Recently, I had a feature request for Noda Time to support Windows Phone 8.1 and Universal Windows Applications. This is something I haven’t done before, but it doesn’t sound too hard – it’s just a matter of changing an option in Visual Studio, surely… Unfortunately it’s not that simple for Noda Time. In order to support .NET 3.5 (and some other features which aren’t available in PCLs) the core NodaTime.dll project has multiple configurations which effectively split into "Desktop" and "PCL". This has been achieved by hacking around with the .csproj file manually – nothing particularly clever, but the sort of thing which can’t be done directly in Visual Studio. This means that when I open the project properties in Visual Studio – even when I’m building a PCL version – it treats the project as a regular class library. (It confuses the heck out of ReSharper too in some cases, unfortunately.)

That’s not too hard to work around – I just need to know the name of the profile I want to support. A profile name is basically a single identifier which refers to the configuration of environments you want to support.

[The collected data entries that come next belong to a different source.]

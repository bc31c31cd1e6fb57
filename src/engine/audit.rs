// Copyright (c) AlphaVelocity.
// All rights reserved.
//
// This source code is licensed under the license found in the
// LICENSE file in the root directory of this source tree.

//! Aggregate-drift detection. Recomputes every derived field from the raw
//! expense sets and reports any stored value that disagrees. Drift is a
//! bug somewhere, never an expected state.

use rust_decimal::Decimal;

use crate::engine::accounts;
use crate::error::Result;
use crate::models::{Account, Category, Expense, MonthTracker};
use crate::store::Txn;

#[derive(Debug)]
pub struct Drift {
    /// Which record drifted, e.g. "account" or a period title.
    pub scope: String,
    pub field: &'static str,
    pub expected: Decimal,
    pub actual: Decimal,
}

fn check(
    findings: &mut Vec<Drift>,
    scope: &str,
    field: &'static str,
    expected: Decimal,
    actual: Decimal,
) {
    if expected != actual {
        findings.push(Drift {
            scope: scope.to_string(),
            field,
            expected,
            actual,
        });
    }
}

/// Audit one account and all of its periods.
///
/// After a clamp-to-zero event the stored balances legitimately disagree
/// with the raw sums; the clamp warning in the log is the explanation.
pub fn audit(txn: &Txn, owner: &str) -> Result<Vec<Drift>> {
    let account = accounts::for_owner(txn, owner)?;
    let mut findings = Vec::new();

    let mut sum_savings = Decimal::ZERO;
    let mut sum_loan_payments = Decimal::ZERO;
    let mut sum_cashflow = Decimal::ZERO;

    for period_id in &account.periods {
        let tracker: MonthTracker = txn.get(period_id)?;
        let expenses: Vec<Expense> = txn.find("month_tracker", period_id)?;
        let scope = tracker.title();

        let mut savings = Decimal::ZERO;
        let mut loan_payments = Decimal::ZERO;
        let mut income = Decimal::ZERO;
        let mut total = Decimal::ZERO;
        for e in &expenses {
            match e.category {
                Category::Savings => {
                    savings += e.amount;
                    total += e.amount;
                }
                Category::Loans => {
                    loan_payments += e.amount;
                    total += e.amount;
                }
                Category::Income => income += e.amount,
                _ => total += e.amount,
            }
        }

        let take_home = tracker.annual_take_home / Decimal::from(12) + income;
        check(&mut findings, &scope, "monthly_savings", savings, tracker.monthly_savings);
        check(
            &mut findings,
            &scope,
            "monthly_loan_payments",
            loan_payments,
            tracker.monthly_loan_payments,
        );
        check(&mut findings, &scope, "total_expenses", total, tracker.total_expenses);
        check(&mut findings, &scope, "monthly_take_home", take_home, tracker.monthly_take_home);
        check(
            &mut findings,
            &scope,
            "monthly_cashflow",
            tracker.monthly_take_home - tracker.total_expenses,
            tracker.monthly_cashflow,
        );
        check(
            &mut findings,
            &scope,
            "expense_refs",
            Decimal::from(expenses.len() as i64),
            Decimal::from(tracker.expenses.len() as i64),
        );

        sum_savings += tracker.monthly_savings;
        sum_loan_payments += tracker.monthly_loan_payments;
        sum_cashflow += tracker.monthly_cashflow;
    }

    check(
        &mut findings,
        "account",
        "savings",
        account.opening_savings + sum_savings,
        account.savings,
    );
    let expected_loans = account.opening_loans - sum_loan_payments;
    check(
        &mut findings,
        "account",
        "loans",
        if expected_loans < Decimal::ZERO {
            Decimal::ZERO
        } else {
            expected_loans
        },
        account.loans,
    );
    check(&mut findings, "account", "cashflow", sum_cashflow, account.cashflow);

    Ok(findings)
}
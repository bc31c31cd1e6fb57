// Copyright (c) AlphaVelocity.
// All rights reserved.
//
// This source code is licensed under the license found in the
// LICENSE file in the root directory of this source tree.

use thiserror::Error;

/// Errors surfaced by the engine. Command-level failures abort the whole
/// unit of work; no partial aggregate writes survive.
#[derive(Debug, Error)]
pub enum Error {
    #[error("{collection} '{id}' not found")]
    NotFound {
        collection: &'static str,
        id: String,
    },

    #[error("'{id}' is owned by another user")]
    Forbidden { id: String },

    #[error("invalid amount: {0}")]
    InvalidAmount(String),

    #[error("invariant violation: {0}")]
    InvariantViolation(String),

    #[error(transparent)]
    Storage(#[from] rusqlite::Error),

    #[error("document encoding: {0}")]
    Codec(#[from] serde_json::Error),
}

impl Error {
    pub fn not_found(collection: &'static str, id: &str) -> Self {
        Error::NotFound {
            collection,
            id: id.to_string(),
        }
    }

    pub fn forbidden(id: &str) -> Self {
        Error::Forbidden { id: id.to_string() }
    }
}

pub type Result<T> = std::result::Result<T, Error>;
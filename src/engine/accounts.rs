// Copyright (c) AlphaVelocity.
// All rights reserved.
//
// This source code is licensed under the license found in the
// LICENSE file in the root directory of this source tree.

use rust_decimal::Decimal;
use uuid::Uuid;

use crate::error::{Error, Result};
use crate::models::{Account, MonthTracker};
use crate::store::Txn;

pub(crate) fn check_amount(amount: Decimal) -> Result<Decimal> {
    if amount < Decimal::ZERO {
        return Err(Error::InvalidAmount(amount.to_string()));
    }
    Ok(amount)
}

/// Create the one account a user gets at signup.
pub fn create(
    txn: &Txn,
    owner: &str,
    income: Decimal,
    opening_savings: Decimal,
    opening_loans: Decimal,
) -> Result<Account> {
    check_amount(income)?;
    check_amount(opening_savings)?;
    check_amount(opening_loans)?;
    let existing: Vec<Account> = txn.find("owner", owner)?;
    if !existing.is_empty() {
        return Err(Error::InvariantViolation(format!(
            "user '{}' already has an account",
            owner
        )));
    }
    let account = Account {
        id: Uuid::new_v4().to_string(),
        owner: owner.to_string(),
        income,
        savings: opening_savings,
        loans: opening_loans,
        cashflow: Decimal::ZERO,
        opening_savings,
        opening_loans,
        recurrences: Vec::new(),
        periods: Vec::new(),
    };
    txn.put(&account)?;
    Ok(account)
}

pub fn for_owner(txn: &Txn, owner: &str) -> Result<Account> {
    let mut found: Vec<Account> = txn.find("owner", owner)?;
    found.pop().ok_or_else(|| Error::not_found("account", owner))
}

/// Update the annual income. Existing periods keep the snapshot they took
/// at creation.
pub fn set_income(txn: &Txn, owner: &str, income: Decimal) -> Result<Account> {
    check_amount(income)?;
    let mut account = for_owner(txn, owner)?;
    account.income = income;
    txn.put(&account)?;
    Ok(account)
}

/// Re-derive the account cashflow from the full period set. Always a whole
/// recompute, never an incremental delta; runs as the final step of every
/// mutating command, against the same transaction the mutation wrote to.
pub fn recompute_cashflow(txn: &Txn, account: &mut Account) -> Result<()> {
    let mut total = Decimal::ZERO;
    for period_id in &account.periods {
        let tracker: MonthTracker = txn.get(period_id)?;
        total += tracker.monthly_cashflow;
    }
    account.cashflow = total;
    Ok(())
}
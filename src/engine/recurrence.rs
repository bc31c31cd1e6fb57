// Copyright (c) AlphaVelocity.
// All rights reserved.
//
// This source code is licensed under the license found in the
// LICENSE file in the root directory of this source tree.

//! Recurring-expense propagation: account-level templates seed a concrete
//! expense into every newly created period.

use log::debug;
use uuid::Uuid;

use crate::engine::transitions::{self, Transition};
use crate::error::{Error, Result};
use crate::models::{Account, Expense, MonthTracker, RecurringTemplate};
use crate::store::Txn;

/// Materialize every template on `account` into `tracker`, folding each
/// copy through the create rules in template order. Each expense is
/// persisted before its fold so the period never lists an expense its
/// totals do not cover. The caller persists the tracker and runs the
/// account cashflow recompute once, after the whole batch.
pub fn seed_period(txn: &Txn, account: &mut Account, tracker: &mut MonthTracker) -> Result<()> {
    if account.recurrences.is_empty() {
        return Ok(());
    }
    let date = tracker.first_day().ok_or_else(|| {
        Error::InvariantViolation(format!("period {} has no valid calendar date", tracker.title()))
    })?;
    // Snapshot: folding borrows the account mutably.
    let templates: Vec<RecurringTemplate> = account.recurrences.clone();
    debug!(
        "seeding {} with {} recurring expense(s)",
        tracker.title(),
        templates.len()
    );
    for template in templates {
        let expense = Expense {
            id: Uuid::new_v4().to_string(),
            owner: account.owner.clone(),
            month_tracker: tracker.id.clone(),
            name: template.name.clone(),
            category: template.category,
            amount: template.amount,
            date,
            recurring: true,
            // The template keeps the correlation id; the per-period copy
            // does not carry it.
            recurring_id: None,
        };
        txn.put(&expense)?;
        tracker.expenses.push(expense.id.clone());
        transitions::apply(
            tracker,
            account,
            Transition::Create {
                to: template.category.into(),
            },
            template.amount,
            template.amount,
        );
    }
    Ok(())
}

/// Register a standing template for an expense newly marked recurring and
/// stamp the expense with the generated correlation id.
pub fn register_template(account: &mut Account, expense: &mut Expense) {
    let recurring_id = Uuid::new_v4().to_string();
    account.recurrences.push(RecurringTemplate {
        recurring_id: recurring_id.clone(),
        name: expense.name.clone(),
        category: expense.category,
        amount: expense.amount,
    });
    expense.recurring_id = Some(recurring_id);
}

/// Drop the template matching `recurring_id`, if any.
pub fn remove_template(account: &mut Account, recurring_id: Option<&str>) {
    if let Some(rid) = recurring_id {
        account.recurrences.retain(|t| t.recurring_id != rid);
    }
}

/// Keep a still-recurring expense's template in step with its fields.
pub fn sync_template(account: &mut Account, expense: &Expense) {
    if let Some(rid) = expense.recurring_id.clone() {
        if let Some(template) = account.template_mut(&rid) {
            template.name = expense.name.clone();
            template.category = expense.category;
            template.amount = expense.amount;
        }
    }
}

Unfortunately, it’s pretty opaque – Noda Time 1.2 ships with "Profile2" which means ".NET 4.0, Windows 8 (store apps), Silverlight 4, Windows Phone 7. The simplest way to work out what profile I wanted was to create a new "regular" PCL in Visual Studio, unload the project, manually set the profile to Profile2 in the project file, reload the project, and then enable "Windows Phone 8.1".

That then led to the next problem: Visual Studio 2013 (update 2) wanted to upgrade that sample project… because Profile2 is no longer really an option. You can’t manually set that combination in Visual Studio any more – it doesn’t display anything earlier than Silverlight 5 and Windows Phone 8. I now have two problems:

  • Given that Visual Studio changes the project file for me with a warning when I open it, how can I check what I’ve actually built against? Does msbuild silently do the same thing?
  • How can I find out what profiles are available, in order to select the most appropriate one?

Time to do some research…

Detecting a profile in a built assembly

First things first: if someone gives you a DLL, how can you detect what profile it was built against, and therefore which environments it can run in?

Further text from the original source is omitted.